Dance is innate in children. Their brains and bodies seek opportunities for active learning. Young children learn primarily through movement and sensory exploration (Piaget, 1964). However, because movement of young children is seen as a natural part of their everyday lives, it is seldom intentionally integrated into curriculum planning (Davies, 2003). Research has validated that classroom-based physical activity programs, such as dance, are effective for increasing fitness as well as improving on-task behavior throughout the entire day (Werner, Timms, & Almond, 1999).

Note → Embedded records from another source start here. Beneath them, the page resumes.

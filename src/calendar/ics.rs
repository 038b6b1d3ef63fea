//! iCalendar serialization.
//!
//! Writes calendar events as a minimal RFC 5545 `VCALENDAR` of all-day
//! `VEVENT`s with CRLF line endings, text escaping, and 75-octet line
//! folding. Nothing beyond what calendar importers need.

use std::path::Path;

use anyhow::{Context, Result};

use crate::calendar::events::CalendarEvent;

/// Content lines longer than this many octets are folded.
const MAX_LINE_OCTETS: usize = 75;

/// Serialize events into an iCalendar document.
///
/// Events keep their input order. Each `UID` is derived from the event's
/// index and date, so regenerating the same schedule yields an identical
/// document.
#[must_use]
pub fn to_ics(events: &[CalendarEvent]) -> String {
    let mut out = String::new();
    push_folded(&mut out, "BEGIN:VCALENDAR");
    push_folded(&mut out, "VERSION:2.0");
    push_folded(&mut out, "PRODID:-//cadence//release calendar//EN");
    for (index, event) in events.iter().enumerate() {
        let stamp = event.date.format("%Y%m%d").to_string();
        push_folded(&mut out, "BEGIN:VEVENT");
        push_folded(&mut out, &format!("UID:{index}-{stamp}@cadence"));
        push_folded(&mut out, &format!("SUMMARY:{}", escape_text(&event.summary)));
        push_folded(&mut out, &format!("DTSTART;VALUE=DATE:{stamp}"));
        push_folded(&mut out, &format!("DTEND;VALUE=DATE:{stamp}"));
        push_folded(&mut out, "END:VEVENT");
    }
    push_folded(&mut out, "END:VCALENDAR");
    out
}

/// Serialize events and write them to a file.
pub fn write_path<P: AsRef<Path>>(path: P, events: &[CalendarEvent]) -> Result<()> {
    let path = path.as_ref();
    std::fs::write(path, to_ics(events))
        .with_context(|| format!("Failed to write calendar file: {}", path.display()))
}

/// Append one content line, folded to the octet limit and terminated
/// with CRLF. Folds only at character boundaries; the continuation
/// space counts toward the limit.
fn push_folded(out: &mut String, line: &str) {
    let mut used = 0;
    for ch in line.chars() {
        let width = ch.len_utf8();
        if used + width > MAX_LINE_OCTETS {
            out.push_str("\r\n ");
            used = 1;
        }
        out.push(ch);
        used += width;
    }
    out.push_str("\r\n");
}

/// Escape TEXT values per RFC 5545: backslash, semicolon, comma and
/// newline. Carriage returns are dropped.
fn escape_text(text: &str) -> String {
    let mut escaped = String::with_capacity(text.len());
    for ch in text.chars() {
        match ch {
            '\\' => escaped.push_str("\\\\"),
            ';' => escaped.push_str("\\;"),
            ',' => escaped.push_str("\\,"),
            '\n' => escaped.push_str("\\n"),
            '\r' => {}
            _ => escaped.push(ch),
        }
    }
    escaped
}
//! Terminal display of solved schedules.
//!
//! Lists every surviving schedule with its possibility number and runs
//! the interactive selection. The listing goes to stdout; the prompt
//! goes to stderr so a redirected listing stays clean.

use std::io::{self, BufRead};

use anyhow::{bail, Context, Result};
use chrono::Duration;
use colored::Colorize;

use crate::cycle::solver::ReleaseRecord;

/// Render one schedule as its listing block, one release per line.
///
/// Releases ship on Tuesdays, the day after the week's Monday. Every
/// line after the first carries the spacing from the previous release.
#[must_use]
pub fn format_schedule(records: &[ReleaseRecord]) -> String {
    let mut lines = Vec::with_capacity(records.len());
    for (i, record) in records.iter().enumerate() {
        let tuesday = (record.monday + Duration::days(1)).format("%Y-%m-%d");
        if i == 0 {
            lines.push(format!("Tuesday {tuesday}, week {}", record.week));
        } else {
            lines.push(format!(
                "Tuesday {tuesday}, week {} ({} weeks after)",
                record.week, record.diff
            ));
        }
    }
    lines.join("\n")
}

/// Print every solved schedule with its possibility number.
pub fn print_possibilities(schedules: &[Vec<ReleaseRecord>]) {
    for (i, schedule) in schedules.iter().enumerate() {
        println!("{}", format!("Possibility {}:", i + 1).bold().cyan());
        println!("{}", format_schedule(schedule));
        println!();
    }
}

/// Read a possibility number from stdin, asking until one is valid.
///
/// Out-of-range and non-numeric input re-prompts. Errors only when the
/// input stream fails or ends before a valid choice arrives.
pub fn prompt_selection(max: usize) -> Result<usize> {
    let stdin = io::stdin();
    let mut line = String::new();
    loop {
        eprint!("{}", format!("Select a possibility (1-{max}): ").bold());
        line.clear();
        let read = stdin
            .lock()
            .read_line(&mut line)
            .context("Failed to read selection")?;
        if read == 0 {
            bail!("Selection input ended before a choice was made");
        }
        if let Some(choice) = parse_selection(&line, max) {
            return Ok(choice);
        }
    }
}

/// Parse a selection line into an index in `1..=max`.
fn parse_selection(input: &str, max: usize) -> Option<usize> {
    let choice: usize = input.trim().parse().ok()?;
    (1..=max).contains(&choice).then_some(choice)
}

The current National Association for Sport and Physical Education (NASPSE, 2004) recommends that young children accumulate a minimum of 30 minutes of planned physical activity daily. However, the challenge of time and resources remains a heavy burden on early childhood educators who teach in an era where the emphasis is on educational accountability for academic performance and school readiness. To meet the state-mandated learning outcomes, children are sitting more and moving less. Preschool dance, however, offers a creative and joyful solution. It nurtures the whole child and uniquely supports growth across all domains of learning.

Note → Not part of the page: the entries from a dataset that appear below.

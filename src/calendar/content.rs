//! Calendar content configuration.
//!
//! Parses the per-week content JSON: a `"normal"` baseline week plus
//! override weeks keyed by relative offset from a release week, each
//! holding entry lists for the five workdays. Parsing is total in the
//! same spirit as constraint normalization: malformed keys and entries
//! are dropped, not reported.

use std::collections::BTreeMap;
use std::path::Path;

use anyhow::{Context, Result};
use chrono::Weekday;
use serde_json::Value;

use crate::week::coerce_int;

/// Weekdays a release week spans, in calendar order. Weekend days never
/// carry content.
pub const WORK_WEEK: [Weekday; 5] = [
    Weekday::Mon,
    Weekday::Tue,
    Weekday::Wed,
    Weekday::Thu,
    Weekday::Fri,
];

/// One configured entry for a single weekday.
#[derive(Debug, Clone, PartialEq, Eq)]
pub enum ContentEntry {
    /// A summary template rendered into its own event.
    Literal(String),
    /// Directive extending an already-present literal entry during a
    /// merge. Never rendered on its own.
    Append {
        /// Index of the target entry in the day's merged list.
        position: usize,
        /// Text appended to the target literal.
        text: String,
    },
}

impl ContentEntry {
    /// Parse one raw entry. Strings become literals; an object of the
    /// form `{"action": "append", "position": N, "string": "…"}` becomes
    /// a directive. Anything else is dropped.
    fn from_value(raw: &Value) -> Option<Self> {
        match raw {
            Value::String(text) => Some(Self::Literal(text.clone())),
            Value::Object(map) => {
                if map.get("action").and_then(Value::as_str) != Some("append") {
                    return None;
                }
                let position = usize::try_from(coerce_int(map.get("position")?)).ok()?;
                let text = map.get("string")?.as_str()?.to_string();
                Some(Self::Append { position, text })
            }
            _ => None,
        }
    }
}

/// Entries for one template week, one list per workday.
#[derive(Debug, Clone, Default, PartialEq, Eq)]
pub struct WeekContent {
    days: [Vec<ContentEntry>; WORK_WEEK.len()],
}

impl WeekContent {
    /// Parse a raw week object, reading the lowercase day-name keys.
    /// Weekend keys and non-list day values are ignored.
    fn from_value(raw: &Value) -> Self {
        let mut content = Self::default();
        let Some(map) = raw.as_object() else {
            return content;
        };
        for (slot, day) in WORK_WEEK.iter().enumerate() {
            if let Some(list) = map.get(day_name(*day)).and_then(Value::as_array) {
                content.days[slot] = list.iter().filter_map(ContentEntry::from_value).collect();
            }
        }
        content
    }

    /// Entries configured for a day; always empty on weekends.
    #[must_use]
    pub fn entries(&self, day: Weekday) -> &[ContentEntry] {
        match WORK_WEEK.iter().position(|&d| d == day) {
            Some(slot) => &self.days[slot],
            None => &[],
        }
    }

    /// Overlay another week on top of this one, functionally.
    ///
    /// Overlay literals are appended after the baseline entries; append
    /// directives extend the literal at their target position. A
    /// directive addressing a missing or non-literal target is skipped.
    /// The baseline itself is never touched.
    #[must_use]
    pub fn merged_with(&self, overlay: &Self) -> Self {
        let mut merged = self.clone();
        for (slot, overlay_day) in overlay.days.iter().enumerate() {
            for entry in overlay_day {
                match entry {
                    ContentEntry::Literal(text) => {
                        merged.days[slot].push(ContentEntry::Literal(text.clone()));
                    }
                    ContentEntry::Append { position, text } => {
                        if let Some(ContentEntry::Literal(target)) =
                            merged.days[slot].get_mut(*position)
                        {
                            target.push_str(text);
                        }
                    }
                }
            }
        }
        merged
    }
}

/// Full content configuration for calendar generation.
#[derive(Debug, Clone, Default, PartialEq, Eq)]
pub struct ContentConfig {
    /// Baseline content applied to every unexceptional week.
    pub normal: WeekContent,
    /// Override weeks keyed by relative offset from a release week.
    pub offsets: BTreeMap<i32, WeekContent>,
}

impl ContentConfig {
    /// Load a content configuration from a JSON file.
    pub fn from_path<P: AsRef<Path>>(path: P) -> Result<Self> {
        let path = path.as_ref();
        let content = std::fs::read_to_string(path)
            .with_context(|| format!("Failed to read content file: {}", path.display()))?;
        let raw: Value = serde_json::from_str(&content)
            .with_context(|| format!("Content file is not valid JSON: {}", path.display()))?;
        Ok(Self::from_value(&raw))
    }

    /// Build a configuration from a raw JSON value.
    ///
    /// The `"normal"` key holds the baseline; every other key is a
    /// string-encoded relative week offset. Keys that do not parse as an
    /// integer are dropped, as is a non-object input.
    #[must_use]
    pub fn from_value(raw: &Value) -> Self {
        let Some(map) = raw.as_object() else {
            return Self::default();
        };
        let mut config = Self::default();
        for (key, value) in map {
            if key == "normal" {
                config.normal = WeekContent::from_value(value);
            } else if let Ok(offset) = key.parse::<i32>() {
                config.offsets.insert(offset, WeekContent::from_value(value));
            }
        }
        config
    }
}

/// Lowercase config key for a weekday.
fn day_name(day: Weekday) -> &'static str {
    match day {
        Weekday::Mon => "monday",
        Weekday::Tue => "tuesday",
        Weekday::Wed => "wednesday",
        Weekday::Thu => "thursday",
        Weekday::Fri => "friday",
        Weekday::Sat => "saturday",
        Weekday::Sun => "sunday",
    }
}

#[cfg(test)]
mod tests {
    use super::*;
    use serde_json::json;

    fn literal(text: &str) -> ContentEntry {
        ContentEntry::Literal(text.to_string())
    }

    #[test]
    fn test_non_object_input_is_empty_config() {
        assert_eq!(ContentConfig::from_value(&json!(null)), ContentConfig::default());
        assert_eq!(ContentConfig::from_value(&json!([1])), ContentConfig::default());
    }

    #[test]
    fn test_normal_week_parsed_per_day() {
        let config = ContentConfig::from_value(&json!({
            "normal": {
                "monday": ["A"],
                "friday": ["B", "C"]
            }
        }));
        assert_eq!(config.normal.entries(Weekday::Mon), &[literal("A")]);
        assert_eq!(
            config.normal.entries(Weekday::Fri),
            &[literal("B"), literal("C")]
        );
        assert!(config.normal.entries(Weekday::Tue).is_empty());
    }

    #[test]
    fn test_weekend_days_carry_no_content() {
        let config = ContentConfig::from_value(&json!({
            "normal": {"saturday": ["X"], "sunday": ["Y"], "monday": ["A"]}
        }));
        assert!(config.normal.entries(Weekday::Sat).is_empty());
        assert!(config.normal.entries(Weekday::Sun).is_empty());
        assert_eq!(config.normal.entries(Weekday::Mon), &[literal("A")]);
    }

    #[test]
    fn test_offset_keys_parse_as_integers() {
        let config = ContentConfig::from_value(&json!({
            "-1": {"monday": ["F"]},
            "0": {"monday": ["R"]},
            "5": {"monday": ["M"]},
            "x": {"monday": ["dropped"]},
            "2.5": {"monday": ["dropped"]}
        }));
        let keys: Vec<i32> = config.offsets.keys().copied().collect();
        assert_eq!(keys, vec![-1, 0, 5]);
    }

    #[test]
    fn test_append_directive_parsed() {
        let config = ContentConfig::from_value(&json!({
            "normal": {
                "monday": [{"action": "append", "position": 0, "string": "!"}]
            }
        }));
        assert_eq!(
            config.normal.entries(Weekday::Mon),
            &[ContentEntry::Append {
                position: 0,
                text: "!".to_string()
            }]
        );
    }

    #[test]
    fn test_malformed_entries_dropped() {
        let config = ContentConfig::from_value(&json!({
            "normal": {
                "monday": [
                    42,
                    {"action": "prepend", "position": 0, "string": "!"},
                    {"action": "append", "string": "!"},
                    {"action": "append", "position": -1, "string": "!"},
                    {"action": "append", "position": 0},
                    "kept"
                ]
            }
        }));
        assert_eq!(config.normal.entries(Weekday::Mon), &[literal("kept")]);
    }

    #[test]
    fn test_append_directive_negative_position_dropped() {
        // No end-relative indexing: a directive can only address entries
        // by their forward position, so a negative one never parses.
        let config = ContentConfig::from_value(&json!({
            "normal": {
                "monday": ["A", {"action": "append", "position": -1, "string": "!"}]
            }
        }));
        assert_eq!(config.normal.entries(Weekday::Mon), &[literal("A")]);
    }

    #[test]
    fn test_non_list_day_value_ignored() {
        let config = ContentConfig::from_value(&json!({
            "normal": {"monday": "A"}
        }));
        assert!(config.normal.entries(Weekday::Mon).is_empty());
    }

    #[test]
    fn test_merge_appends_literals_after_baseline() {
        let config = ContentConfig::from_value(&json!({
            "normal": {"monday": ["A"]},
            "5": {"monday": ["B"]}
        }));
        let merged = config.normal.merged_with(&config.offsets[&5]);
        assert_eq!(merged.entries(Weekday::Mon), &[literal("A"), literal("B")]);
    }

    #[test]
    fn test_merge_append_directive_extends_target() {
        let config = ContentConfig::from_value(&json!({
            "normal": {"monday": ["A"]},
            "5": {"monday": [{"action": "append", "position": 0, "string": "!"}]}
        }));
        let merged = config.normal.merged_with(&config.offsets[&5]);
        assert_eq!(merged.entries(Weekday::Mon), &[literal("A!")]);
        // The baseline keeps its original text for other offsets.
        assert_eq!(config.normal.entries(Weekday::Mon), &[literal("A")]);
    }

    #[test]
    fn test_merge_directive_can_target_overlay_literal() {
        let config = ContentConfig::from_value(&json!({
            "normal": {"monday": ["A"]},
            "5": {"monday": ["B", {"action": "append", "position": 1, "string": "!"}]}
        }));
        let merged = config.normal.merged_with(&config.offsets[&5]);
        assert_eq!(merged.entries(Weekday::Mon), &[literal("A"), literal("B!")]);
    }

    #[test]
    fn test_merge_directive_out_of_range_skipped() {
        let config = ContentConfig::from_value(&json!({
            "normal": {"monday": ["A"]},
            "5": {"monday": [{"action": "append", "position": 7, "string": "!"}]}
        }));
        let merged = config.normal.merged_with(&config.offsets[&5]);
        assert_eq!(merged.entries(Weekday::Mon), &[literal("A")]);
    }

    #[test]
    fn test_merge_directive_on_directive_target_skipped() {
        let config = ContentConfig::from_value(&json!({
            "normal": {"monday": [{"action": "append", "position": 9, "string": "x"}]},
            "5": {"monday": [{"action": "append", "position": 0, "string": "!"}]}
        }));
        let merged = config.normal.merged_with(&config.offsets[&5]);
        assert_eq!(merged.entries(Weekday::Mon), config.normal.entries(Weekday::Mon));
    }

    #[test]
    fn test_from_path_valid_file() {
        let dir = tempfile::TempDir::new().unwrap();
        let path = dir.path().join("content.json");
        std::fs::write(&path, r#"{"normal": {"monday": ["A"]}}"#).unwrap();
        let config = ContentConfig::from_path(&path).unwrap();
        assert_eq!(config.normal.entries(Weekday::Mon), &[literal("A")]);
    }

    #[test]
    fn test_from_path_invalid_json_errors() {
        let dir = tempfile::TempDir::new().unwrap();
        let path = dir.path().join("content.json");
        std::fs::write(&path, "not json").unwrap();
        let err = ContentConfig::from_path(&path).unwrap_err();
        assert!(err.to_string().contains("not valid JSON"));
    }

    #[test]
    fn test_from_path_missing_file_errors() {
        let err = ContentConfig::from_path("/nonexistent/content.json").unwrap_err();
        assert!(err.to_string().contains("Failed to read"));
    }
}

Are There Benefits to Dance in Early Childhood Programs?

Yes! Dance supports language and cognitive development. Young children learn through physical and sensory experiences. Several studies postulate that early motor behavior supports growth in social-emotional and cognitive development that carries through beyond preschool years (Winjrosks & vanVeldhoven, 2003; Burns, O’Callaghan, McDonell, & Rogers, 2004; Murray, Veijola, Moilanen, Miettunen, Glahn, Cannon, Jones, & Isohani, 2006; Piek, Dawson, Smith, & Gasson, 2008). Moreover, a correlation exists between music and dance abilities and the emerging language skills in children (Anvari, Trainor, Woodside, & Levy, 2002; Peynircioglu, Durgunoglu, & Oney-Kusefoglu, 2002).

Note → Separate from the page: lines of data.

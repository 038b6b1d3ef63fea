//! Cadence - Release cycle planner
//!
//! CLI entry point for the cadence solver.

// Allow multiple crate versions from dependencies (can't easily control)
#![allow(clippy::multiple_crate_versions)]

use std::path::{Path, PathBuf};

use anyhow::{bail, Context, Result};
use clap::Parser;

use cadence::calendar::{ics, ContentConfig};
use cadence::cli::{print_possibilities, prompt_selection};
use cadence::cycle::{Constraints, CycleSolver};

/// Release cycle planner
///
/// Enumerates every release schedule that satisfies the configured
/// constraints and lists them as numbered possibilities. With an output
/// file, one possibility is selected interactively and materialized
/// into an iCalendar file of weekly events.
#[derive(Parser, Debug)]
#[command(name = "cadence", version, about)]
struct Cli {
    /// Path to the constraints JSON file (defaults apply when omitted)
    #[arg(short = 'c', long)]
    constraints: Option<PathBuf>,

    /// Path to the calendar content JSON file
    #[arg(short = 'C', long)]
    conf: Option<PathBuf>,

    /// Beta number the previous release cycle ended on
    #[arg(short = 'l', long)]
    lastbeta: Option<i64>,

    /// Write the selected possibility to this iCalendar file
    #[arg(short = 'o', long, requires = "lastbeta")]
    output: Option<PathBuf>,
}

/// Load constraints from the given file, or the defaults without one.
fn load_constraints(path: Option<&Path>) -> Result<Constraints> {
    match path {
        Some(path) => Constraints::from_path(path)
            .with_context(|| format!("Failed to load constraints from '{}'", path.display())),
        None => Ok(Constraints::default()),
    }
}

/// Load calendar content from the given file, or an empty configuration.
fn load_content(path: Option<&Path>) -> Result<ContentConfig> {
    match path {
        Some(path) => ContentConfig::from_path(path)
            .with_context(|| format!("Failed to load content from '{}'", path.display())),
        None => Ok(ContentConfig::default()),
    }
}

fn main() -> Result<()> {
    let cli = Cli::parse();

    let constraints = load_constraints(cli.constraints.as_deref())?;
    let mut solver = CycleSolver::new(constraints);
    solver.find();
    print_possibilities(solver.solved());

    let Some(output) = cli.output else {
        if solver.solved().is_empty() {
            eprintln!("No release cycle satisfies the constraints.");
        }
        return Ok(());
    };

    if solver.solved().is_empty() {
        bail!("no release cycle satisfies the constraints");
    }

    // clap enforces --lastbeta alongside --output
    let last_beta = cli
        .lastbeta
        .context("--lastbeta is required with --output")?;
    let content = load_content(cli.conf.as_deref())?;

    let choice = prompt_selection(solver.solved().len())?;
    let events = solver.create_calendar(choice, &content, last_beta);
    ics::write_path(&output, &events)
        .with_context(|| format!("Failed to write calendar to '{}'", output.display()))?;
    eprintln!("Wrote {} events to {}", events.len(), output.display());

    Ok(())
}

Dance is accessible to all children. It accommodates diverse learners by inviting young children to experience concepts through the expression of their preferred learning modalities: visual, kinesthetic, auditory, and tactile. Most children learn best when they are given the opportunity to use a combination of or all learning modalities together (Pica, 1995). Dance embraces individual preferences as well as invites diverse cultural expression. Maria West, early childhood specialist and contributing author to the preschool Dance ‘n Beats curriculum explains, “Learning is integrative. Traditional educational settings tend to treat the three domains of learning – physical, cognitive, and social-emotional – as separate entities; however, the domains are intrinsically interwoven such that facilitation of one enhances the others. Dance is a unique vehicle for inviting children to use their full bodies, hearts and minds to experience learning in ways that highlight the interplay between domains.”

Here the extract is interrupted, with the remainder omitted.